▸ Problem to solve:
Using the listing below, copy every line that mentions "consumers".

▸ Record extracts:
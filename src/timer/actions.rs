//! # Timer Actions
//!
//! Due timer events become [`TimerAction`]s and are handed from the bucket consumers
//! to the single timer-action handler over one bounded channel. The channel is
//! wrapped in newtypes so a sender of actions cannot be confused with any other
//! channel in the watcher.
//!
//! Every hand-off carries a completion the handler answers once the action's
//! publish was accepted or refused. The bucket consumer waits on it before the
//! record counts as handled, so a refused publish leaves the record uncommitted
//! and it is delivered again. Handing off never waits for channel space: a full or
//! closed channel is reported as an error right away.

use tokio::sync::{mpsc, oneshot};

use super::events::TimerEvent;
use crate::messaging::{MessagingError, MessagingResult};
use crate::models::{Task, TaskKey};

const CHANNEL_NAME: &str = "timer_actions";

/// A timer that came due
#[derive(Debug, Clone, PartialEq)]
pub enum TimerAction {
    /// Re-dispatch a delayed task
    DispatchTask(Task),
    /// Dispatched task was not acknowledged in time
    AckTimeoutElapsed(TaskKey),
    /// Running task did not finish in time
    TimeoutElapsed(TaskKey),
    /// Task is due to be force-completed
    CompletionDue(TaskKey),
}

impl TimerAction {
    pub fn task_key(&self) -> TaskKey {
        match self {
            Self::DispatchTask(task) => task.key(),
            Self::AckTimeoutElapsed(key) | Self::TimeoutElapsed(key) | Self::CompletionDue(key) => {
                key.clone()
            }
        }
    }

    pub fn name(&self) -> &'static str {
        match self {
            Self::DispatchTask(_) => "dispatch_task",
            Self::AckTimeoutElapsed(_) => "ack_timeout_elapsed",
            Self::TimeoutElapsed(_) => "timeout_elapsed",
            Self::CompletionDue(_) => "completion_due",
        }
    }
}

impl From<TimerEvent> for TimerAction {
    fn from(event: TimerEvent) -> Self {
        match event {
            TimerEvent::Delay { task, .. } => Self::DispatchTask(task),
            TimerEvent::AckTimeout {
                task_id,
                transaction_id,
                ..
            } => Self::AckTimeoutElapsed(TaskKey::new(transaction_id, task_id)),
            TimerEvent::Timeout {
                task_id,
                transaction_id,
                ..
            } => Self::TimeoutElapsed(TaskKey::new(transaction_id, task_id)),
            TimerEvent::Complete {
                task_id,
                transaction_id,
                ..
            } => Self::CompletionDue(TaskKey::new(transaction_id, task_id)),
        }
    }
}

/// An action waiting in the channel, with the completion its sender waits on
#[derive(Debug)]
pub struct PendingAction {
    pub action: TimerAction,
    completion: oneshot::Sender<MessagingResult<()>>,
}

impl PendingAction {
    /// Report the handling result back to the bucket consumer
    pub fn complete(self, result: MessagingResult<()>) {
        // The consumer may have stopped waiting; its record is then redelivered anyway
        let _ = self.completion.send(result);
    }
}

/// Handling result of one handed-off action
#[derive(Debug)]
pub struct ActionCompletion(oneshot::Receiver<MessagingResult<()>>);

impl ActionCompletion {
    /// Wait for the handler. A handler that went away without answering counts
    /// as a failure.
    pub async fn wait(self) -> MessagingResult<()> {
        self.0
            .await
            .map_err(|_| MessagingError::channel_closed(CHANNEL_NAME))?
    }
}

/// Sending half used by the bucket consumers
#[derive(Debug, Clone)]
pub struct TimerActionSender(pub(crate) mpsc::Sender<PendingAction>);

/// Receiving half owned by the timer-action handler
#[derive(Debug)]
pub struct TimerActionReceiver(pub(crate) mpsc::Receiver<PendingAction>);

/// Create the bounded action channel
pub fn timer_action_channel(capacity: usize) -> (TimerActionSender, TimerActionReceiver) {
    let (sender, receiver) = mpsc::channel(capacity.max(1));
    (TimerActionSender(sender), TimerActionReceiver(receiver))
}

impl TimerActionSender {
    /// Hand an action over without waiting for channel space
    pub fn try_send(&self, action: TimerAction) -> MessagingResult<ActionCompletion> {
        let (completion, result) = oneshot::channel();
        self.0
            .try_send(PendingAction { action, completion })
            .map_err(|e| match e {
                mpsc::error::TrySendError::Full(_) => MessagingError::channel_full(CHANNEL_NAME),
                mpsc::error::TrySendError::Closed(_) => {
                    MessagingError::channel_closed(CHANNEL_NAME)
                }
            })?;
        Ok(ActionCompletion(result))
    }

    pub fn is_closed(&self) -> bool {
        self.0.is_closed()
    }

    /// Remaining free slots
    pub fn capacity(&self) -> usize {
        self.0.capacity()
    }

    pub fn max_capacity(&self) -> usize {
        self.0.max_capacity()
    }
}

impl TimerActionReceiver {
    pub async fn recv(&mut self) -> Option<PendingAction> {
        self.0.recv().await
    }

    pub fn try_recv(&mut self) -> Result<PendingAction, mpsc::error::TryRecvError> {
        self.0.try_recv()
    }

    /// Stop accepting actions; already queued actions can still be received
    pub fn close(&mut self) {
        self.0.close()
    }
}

--

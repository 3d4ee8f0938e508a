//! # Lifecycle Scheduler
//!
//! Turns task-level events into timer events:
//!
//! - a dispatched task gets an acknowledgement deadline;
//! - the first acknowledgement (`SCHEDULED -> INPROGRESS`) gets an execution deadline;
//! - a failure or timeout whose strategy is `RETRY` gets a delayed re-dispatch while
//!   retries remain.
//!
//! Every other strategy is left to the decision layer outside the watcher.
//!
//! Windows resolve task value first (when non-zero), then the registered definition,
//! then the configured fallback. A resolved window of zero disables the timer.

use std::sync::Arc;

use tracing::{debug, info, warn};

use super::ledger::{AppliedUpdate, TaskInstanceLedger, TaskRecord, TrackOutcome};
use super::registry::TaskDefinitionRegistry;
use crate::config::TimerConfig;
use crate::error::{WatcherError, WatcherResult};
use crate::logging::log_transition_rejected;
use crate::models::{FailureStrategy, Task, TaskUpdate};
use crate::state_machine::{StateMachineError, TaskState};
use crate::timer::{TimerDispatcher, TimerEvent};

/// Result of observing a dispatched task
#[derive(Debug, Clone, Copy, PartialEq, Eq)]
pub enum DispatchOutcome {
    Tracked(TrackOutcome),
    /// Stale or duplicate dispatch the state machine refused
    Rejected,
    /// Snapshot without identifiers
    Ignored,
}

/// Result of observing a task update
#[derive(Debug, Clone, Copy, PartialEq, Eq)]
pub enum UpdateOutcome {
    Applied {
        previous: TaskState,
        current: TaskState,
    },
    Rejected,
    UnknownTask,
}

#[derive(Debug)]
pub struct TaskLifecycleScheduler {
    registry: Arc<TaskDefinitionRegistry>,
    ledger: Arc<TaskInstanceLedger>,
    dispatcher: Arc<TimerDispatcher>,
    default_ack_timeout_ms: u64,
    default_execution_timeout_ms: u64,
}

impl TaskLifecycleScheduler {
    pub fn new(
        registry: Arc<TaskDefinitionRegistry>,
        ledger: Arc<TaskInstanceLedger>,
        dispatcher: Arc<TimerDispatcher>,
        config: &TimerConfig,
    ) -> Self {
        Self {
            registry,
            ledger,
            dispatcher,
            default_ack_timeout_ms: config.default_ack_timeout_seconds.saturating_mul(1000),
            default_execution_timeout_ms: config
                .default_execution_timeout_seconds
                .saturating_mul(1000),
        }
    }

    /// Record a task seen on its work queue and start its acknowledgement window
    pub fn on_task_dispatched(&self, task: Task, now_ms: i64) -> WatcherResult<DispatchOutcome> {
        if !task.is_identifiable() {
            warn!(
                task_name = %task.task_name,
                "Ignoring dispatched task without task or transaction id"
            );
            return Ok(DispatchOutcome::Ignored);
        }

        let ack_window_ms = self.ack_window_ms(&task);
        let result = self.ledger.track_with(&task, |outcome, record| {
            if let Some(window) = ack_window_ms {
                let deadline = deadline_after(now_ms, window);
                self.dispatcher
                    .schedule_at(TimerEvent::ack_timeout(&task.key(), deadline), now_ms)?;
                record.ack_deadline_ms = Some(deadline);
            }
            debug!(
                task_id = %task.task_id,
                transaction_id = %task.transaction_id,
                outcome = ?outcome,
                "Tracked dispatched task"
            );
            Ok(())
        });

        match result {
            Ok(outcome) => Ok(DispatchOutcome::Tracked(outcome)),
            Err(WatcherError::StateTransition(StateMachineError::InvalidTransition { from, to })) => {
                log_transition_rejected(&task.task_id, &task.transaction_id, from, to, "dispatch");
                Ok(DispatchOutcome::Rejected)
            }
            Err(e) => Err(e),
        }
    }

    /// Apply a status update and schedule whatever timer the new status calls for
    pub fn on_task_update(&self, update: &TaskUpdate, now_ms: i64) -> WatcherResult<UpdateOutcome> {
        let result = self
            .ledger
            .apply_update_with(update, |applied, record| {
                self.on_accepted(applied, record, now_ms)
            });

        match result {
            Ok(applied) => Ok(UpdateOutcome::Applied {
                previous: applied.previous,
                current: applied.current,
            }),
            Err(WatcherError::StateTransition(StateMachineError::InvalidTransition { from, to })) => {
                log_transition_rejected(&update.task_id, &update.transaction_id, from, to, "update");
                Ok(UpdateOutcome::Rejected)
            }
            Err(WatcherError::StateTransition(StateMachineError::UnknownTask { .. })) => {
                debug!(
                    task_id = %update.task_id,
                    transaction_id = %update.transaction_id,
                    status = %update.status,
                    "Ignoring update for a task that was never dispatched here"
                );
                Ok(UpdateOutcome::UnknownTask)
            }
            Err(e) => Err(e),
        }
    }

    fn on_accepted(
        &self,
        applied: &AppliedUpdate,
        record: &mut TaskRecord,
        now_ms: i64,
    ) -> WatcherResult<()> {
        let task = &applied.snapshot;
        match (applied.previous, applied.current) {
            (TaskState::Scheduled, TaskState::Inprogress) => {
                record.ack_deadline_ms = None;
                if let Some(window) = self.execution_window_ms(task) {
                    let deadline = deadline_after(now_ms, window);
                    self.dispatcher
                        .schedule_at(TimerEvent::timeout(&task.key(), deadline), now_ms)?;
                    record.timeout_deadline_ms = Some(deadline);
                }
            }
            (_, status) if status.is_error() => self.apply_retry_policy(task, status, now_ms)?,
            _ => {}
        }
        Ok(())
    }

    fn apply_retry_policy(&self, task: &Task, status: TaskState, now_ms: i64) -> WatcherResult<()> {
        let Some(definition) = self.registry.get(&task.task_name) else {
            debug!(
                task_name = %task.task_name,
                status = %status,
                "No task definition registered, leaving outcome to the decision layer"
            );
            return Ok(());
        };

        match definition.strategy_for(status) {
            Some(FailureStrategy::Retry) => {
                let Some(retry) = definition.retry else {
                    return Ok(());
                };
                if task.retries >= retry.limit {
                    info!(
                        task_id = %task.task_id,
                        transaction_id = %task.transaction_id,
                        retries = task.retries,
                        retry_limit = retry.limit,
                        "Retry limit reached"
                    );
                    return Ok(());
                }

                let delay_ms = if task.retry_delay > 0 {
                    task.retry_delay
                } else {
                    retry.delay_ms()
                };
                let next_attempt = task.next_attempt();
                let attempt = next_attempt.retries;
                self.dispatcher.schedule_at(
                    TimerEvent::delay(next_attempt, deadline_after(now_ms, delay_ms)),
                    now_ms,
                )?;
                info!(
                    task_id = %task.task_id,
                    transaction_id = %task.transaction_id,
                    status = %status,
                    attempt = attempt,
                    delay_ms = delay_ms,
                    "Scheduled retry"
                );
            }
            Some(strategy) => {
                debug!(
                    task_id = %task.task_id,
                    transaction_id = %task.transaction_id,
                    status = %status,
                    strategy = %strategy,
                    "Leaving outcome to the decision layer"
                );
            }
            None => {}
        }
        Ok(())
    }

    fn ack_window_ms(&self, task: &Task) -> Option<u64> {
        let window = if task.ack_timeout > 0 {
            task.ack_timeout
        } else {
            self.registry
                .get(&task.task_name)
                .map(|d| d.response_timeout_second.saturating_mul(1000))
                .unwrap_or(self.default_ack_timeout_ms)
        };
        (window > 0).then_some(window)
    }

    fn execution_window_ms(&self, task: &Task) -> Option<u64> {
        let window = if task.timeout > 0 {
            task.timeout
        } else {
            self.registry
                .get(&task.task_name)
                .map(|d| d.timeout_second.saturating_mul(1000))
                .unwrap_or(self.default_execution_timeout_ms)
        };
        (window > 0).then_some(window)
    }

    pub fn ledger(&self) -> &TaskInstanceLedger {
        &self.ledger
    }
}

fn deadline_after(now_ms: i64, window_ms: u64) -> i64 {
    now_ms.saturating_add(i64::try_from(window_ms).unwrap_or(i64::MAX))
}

▸ Problem solution:
//! Due timer events become [`TimerAction`]s and are handed from the bucket consumers
/// Sending half used by the bucket consumers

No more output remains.